The thoughts and words of this little letter served to both touch my heart and bring happy tears to my eyes. One sentence in particular struck me, and the little illustration drawn alongside it. My reader...who is so, so much more to me than that; she is an inspiration, a heroine to me - and, above all, a true and very special friend - drew her beautiful composition to a close with the following group of words before she signed off.

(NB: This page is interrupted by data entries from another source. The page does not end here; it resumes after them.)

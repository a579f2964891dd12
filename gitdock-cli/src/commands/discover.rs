//! `gitdock discover`

use anyhow::{Context, Result};
use clap::Args;
use tabled::{settings::Style, Table, Tabled};

use gitdock_daemon::SyncOrchestrator;

use super::{block_on, home};

#[derive(Args, Debug)]
pub struct DiscoverArgs {
    #[arg(long)]
    pub json: bool,
}

#[derive(Tabled)]
struct ContainerRow {
    name: String,
    id: String,
    status: String,
    #[tabled(rename = "restart-after")]
    label: String,
}

impl DiscoverArgs {
    pub fn run(self) -> Result<()> {
        let home = home()?;
        let orchestrator =
            SyncOrchestrator::from_home(&home).context("failed to load settings")?;
        let report = block_on(orchestrator.discover_containers())?.context("discovery failed")?;

        if self.json {
            println!(
                "{}",
                serde_json::to_string_pretty(&report).context("failed to serialize report")?
            );
            return Ok(());
        }

        println!(
            "via {}: {} inserted, {} updated, {} removed",
            report.backend, report.inserted, report.updated, report.removed
        );
        if report.containers.is_empty() {
            println!("No containers found.");
            return Ok(());
        }
        let rows: Vec<ContainerRow> = report
            .containers
            .into_iter()
            .map(|c| ContainerRow {
                id: c.id.0.chars().take(12).collect(),
                name: c.name,
                status: c.status,
                label: c.dependency_label.unwrap_or_default(),
            })
            .collect();
        let mut table = Table::new(rows);
        table.with(Style::rounded());
        println!("{table}");
        Ok(())
    }
}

Sometimes we just need to let things go.
Beside this one little sentence, a little balloon on a string was being wafted gently away. I didn't have to read the two letters on the balloon itself to know and understand what it exactly symbolised.
Letting go...something which the past few years have taught me is a very hard thing to do, in many different situations.
It's hard to let your loved ones go when you hold them in your arms at the bus shuttle, knowing that many a week and a month might pass before you are able to see them again.
It's hard to let go when you are forced to make that excruciating, painful decision at the vets when they tell you your faithful furry friend is dying and the kindest thing you could do for them right now would be to let her go.
And it's hard, to let go of that voice which has controlled you, held you, manipulated you for so, so long....so long, it has taken over you, become part of you, has become part and whole of your identity, so that your whole life is bent to revolve around it. You hate it, you detest it with all your heart and soul - but at the same time, letting go of that voice - pushing away its icy, cold hand and struggling upright by yourself - seems so, so hard it appears to be almost impossible....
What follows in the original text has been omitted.